С чего бы это вдруг послу спустя два года допытываться ещё раз о том, что ему должно быть и так ясно? Этим, оказалось, интересуется его сын.

Так в истории Лермонтова впервые появляется ещё одно роковое для русской поэзии французское имя – Эрнест Барант. Пушкин соединил этих двух. Хотя и выяснилось, что не всю Францию винит Лермонтов, но его имя уже запомнилось мнительному французу, запомнилось в обстоятельствах, закрепивших начальную неприязнь…

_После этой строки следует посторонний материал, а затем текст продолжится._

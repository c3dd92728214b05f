//! Discussion CRUD + lifecycle endpoints (spec §6 REST surface).

use axum::extract::{Path, Query, State};
use axum::http::StatusCode;
use axum::response::{IntoResponse, Response};
use axum::Json;
use serde::Deserialize;
use serde_json::json;

use discuss_domain::model::{CreateDiscussionRequest, Discussion, DiscussionStatus, IndexEntry, Message, Summary};

use crate::api::error::ApiError;
use crate::state::AppState;

pub async fn create(
    State(state): State<AppState>,
    Json(req): Json<CreateDiscussionRequest>,
) -> Result<Response, ApiError> {
    let discussion = state.orchestrator.create(req)?;
    Ok((StatusCode::CREATED, Json(discussion)).into_response())
}

pub async fn start(State(state): State<AppState>, Path(id): Path<String>) -> Result<Json<Discussion>, ApiError> {
    let discussion = state.orchestrator.get(&id)?.ok_or_else(|| ApiError::not_found(format!("discussion {id} not found")))?;
    if discussion.status.is_active() {
        return Err(ApiError::conflict("discussion is already active"));
    }
    state.orchestrator.start(&id)?;
    let discussion = state.orchestrator.get(&id)?.ok_or_else(|| ApiError::not_found(format!("discussion {id} not found")))?;
    Ok(Json(discussion))
}

pub async fn stop(State(state): State<AppState>, Path(id): Path<String>) -> Result<Json<serde_json::Value>, ApiError> {
    if state.orchestrator.get(&id)?.is_none() {
        return Err(ApiError::not_found(format!("discussion {id} not found")));
    }
    state.orchestrator.stop(&id)?;
    Ok(Json(json!({ "success": true })))
}

pub async fn list(State(state): State<AppState>) -> Json<Vec<IndexEntry>> {
    Json(state.orchestrator.list())
}

pub async fn get(State(state): State<AppState>, Path(id): Path<String>) -> Result<Json<Discussion>, ApiError> {
    let discussion = state.orchestrator.get(&id)?.ok_or_else(|| ApiError::not_found(format!("discussion {id} not found")))?;
    Ok(Json(discussion))
}

pub async fn delete(State(state): State<AppState>, Path(id): Path<String>) -> Result<Json<serde_json::Value>, ApiError> {
    state.orchestrator.delete(&id)?;
    Ok(Json(json!({ "success": true })))
}

#[derive(Debug, Deserialize)]
pub struct MessagesQuery {
    page: Option<usize>,
    limit: Option<usize>,
}

#[derive(serde::Serialize)]
#[serde(rename_all = "camelCase")]
struct MessagesPage {
    page: usize,
    limit: usize,
    total: usize,
    messages: Vec<Message>,
}

pub async fn messages(
    State(state): State<AppState>,
    Path(id): Path<String>,
    Query(q): Query<MessagesQuery>,
) -> Result<Json<MessagesPage>, ApiError> {
    let discussion = state.orchestrator.get(&id)?.ok_or_else(|| ApiError::not_found(format!("discussion {id} not found")))?;
    let page = q.page.unwrap_or(1).max(1);
    let limit = q.limit.unwrap_or(50).max(1);
    let total = discussion.messages.len();
    let start = (page - 1).saturating_mul(limit).min(total);
    let end = start.saturating_add(limit).min(total);
    let messages = discussion.messages[start..end].to_vec();
    Ok(Json(MessagesPage { page, limit, total, messages }))
}

pub async fn summary(State(state): State<AppState>, Path(id): Path<String>) -> Result<Json<Summary>, ApiError> {
    let discussion = state.orchestrator.get(&id)?.ok_or_else(|| ApiError::not_found(format!("discussion {id} not found")))?;
    discussion.summary.ok_or_else(|| ApiError::not_found(format!("discussion {id} has no summary yet"))).map(Json)
}

#[derive(Debug, Deserialize)]
pub struct ExportQuery {
    format: Option<String>,
}

pub async fn export(
    State(state): State<AppState>,
    Path(id): Path<String>,
    Query(q): Query<ExportQuery>,
) -> Result<Response, ApiError> {
    let discussion = state.orchestrator.get(&id)?.ok_or_else(|| ApiError::not_found(format!("discussion {id} not found")))?;
    if discussion.status != DiscussionStatus::Completed {
        return Err(ApiError::Conflict(format!("discussion {id} is not completed")));
    }

    match q.format.as_deref().unwrap_or("json") {
        "txt" => Ok((
            [(axum::http::header::CONTENT_TYPE, "text/plain; charset=utf-8")],
            render_txt(&discussion),
        )
            .into_response()),
        _ => Ok(Json(discussion).into_response()),
    }
}

/// Fixed human-readable layout: header block, per-message blocks, final
/// summary block (spec §6 `export?format=txt`).
fn render_txt(discussion: &Discussion) -> String {
    let mut out = String::new();
    out.push_str(&format!("Discussion: {}\n", discussion.topic));
    out.push_str(&format!("Participants: {}\n", discussion.models.join(", ")));
    out.push_str(&format!("Rounds: {}\n", discussion.max_rounds));
    out.push_str(&format!("Created: {}\n", discussion.created_at.to_rfc3339()));
    out.push_str(&format!("Completed: {}\n", discussion.completed_at.map(|t| t.to_rfc3339()).unwrap_or_default()));
    out.push_str(&"=".repeat(60));
    out.push('\n');

    for message in &discussion.messages {
        match message.role {
            discuss_domain::model::MessageRole::System => {
                out.push_str(&format!("\n[System] {}\n", message.content));
            }
            discuss_domain::model::MessageRole::Assistant => {
                out.push_str(&format!(
                    "\n[Round {}] {}:\n{}\n",
                    message.round.unwrap_or(0),
                    message.model_name.as_deref().unwrap_or("unknown"),
                    message.content
                ));
            }
        }
    }

    out.push('\n');
    out.push_str(&"=".repeat(60));
    out.push('\n');
    if let Some(summary) = &discussion.summary {
        out.push_str(&format!("\nSummary (by {}):\n{}\n", summary.generated_by, summary.content));
        if summary.fallback {
            out.push_str("\n(fallback summary — generation failed on every rung)\n");
        }
    }
    out
}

Далее события развиваются так:

«…Спор о смерти Пушкина, – пишет известная поэтесса Е.П. Растопчина, одна из бесчисленных кузин Лермонтова, – был причиной столкновения между ним и г. де Барантом, сыном французского посланника…». Многие другие считают, что причиной наметившейся дуэли, напротив, были «несколько успехов у женщин, несколько салонных волокитств», но, как бы то ни было, начальная неприязнь выросла до размеров грозных. Дело надо было решать поединком.

И тут еще одно необычайное и значительное совпадение. «Барант потребовал драться a l’epee francaise (по-французски, на шпагах). Лермонтов отвечал, что он не французский маркиз, а русский гусар, что шпагой никогда не владел, но что готов дать сатисфакцию, которую от него требуют. Съехались в назначенное место, дрались, никто ранен не был, и когда секунданты стали их разнимать, то Лермонтов сказал Баранту: я исполнил вашу волю, дрался по-французски, теперь я вас приглашаю драться по-русски на пистолетах, – на что Барант согласился. Русская дуэль была посерьёзнее, но столь же мало кровопролитная, сколь и французская…».

Представьте, как поразительно мне было узнать, что Лермонтов на этой дуэли мог быть убит из того же пистолета, что и Пушкин. Проверить это оказалось не таким уж трудным делом. Вспомним, как стрелялся Пушкин. Вернее, откуда взялась пара пистолетов, которые привёз к месту дуэли виконт д’Аршиак, секретарь французского посольства, секундант Дантеса. Он взял их в посольстве, у того самого Эрнеста Баранта. А сам Барант привёз их с собой в 1835 году. Об этом можно было узнать на выставке «Пушкин и его эпоха» 1937 году в Париже. Её, выставку, организовал Серж Лифарь, там он и представил публике ящичек с дуэльными пистолетами работы К. Ульбриха, о которых в пояснительной записке сообщалось, что это «пистолеты барона Э.де Баранта, одолженные для дуэли с Пушкиным виконту д’Аршиаку, секунданту барона Дантеса». Это были пистонные пистолеты, которые в те годы только-только приняли на вооружение французской армии. В отличие от популярных дуэльных пистолетов Лепажа и Кюхенрейтера боевые пистонные пистолеты очень редко давали осечку. Пистолеты эти изготовил на Дрезденском оружейном дворе Карл Ульбрих, который был знаменитым и первоклассным оружейным мастером. В дуэли с Пушкиным осечки не было.

Теперь, когда стрелялся сам Эрнест Барант, он, само собой, мог бы использовать для того собственные пистолеты, то есть те самые, которые уже знамениты были участием в дуэли Дантеса с Пушкиным. Я так и думал долгое время. Смотрите, как близко история Пушкина подходит тут к истории Лермонтова. Удивительно…

Конец этого происшествия таков. Сам Лермонтов в донесении полковому начальству описал его лаконически: «Так как Барант почитал себя обиженным, то я предоставил ему выбор оружия. Он избрал шпаги, но с нами были также и пистолеты. Едва мы успели скрестить шпаги, как у меня конец переломился, а он слегка оцарапал мне грудь. Тогда мы взяли пистолеты. Мы должны были стрелять вместе, но я немного опоздал. Он дал промах, а я уже выстрелил в сторону. После сего он подал мне руку, и мы разошлись».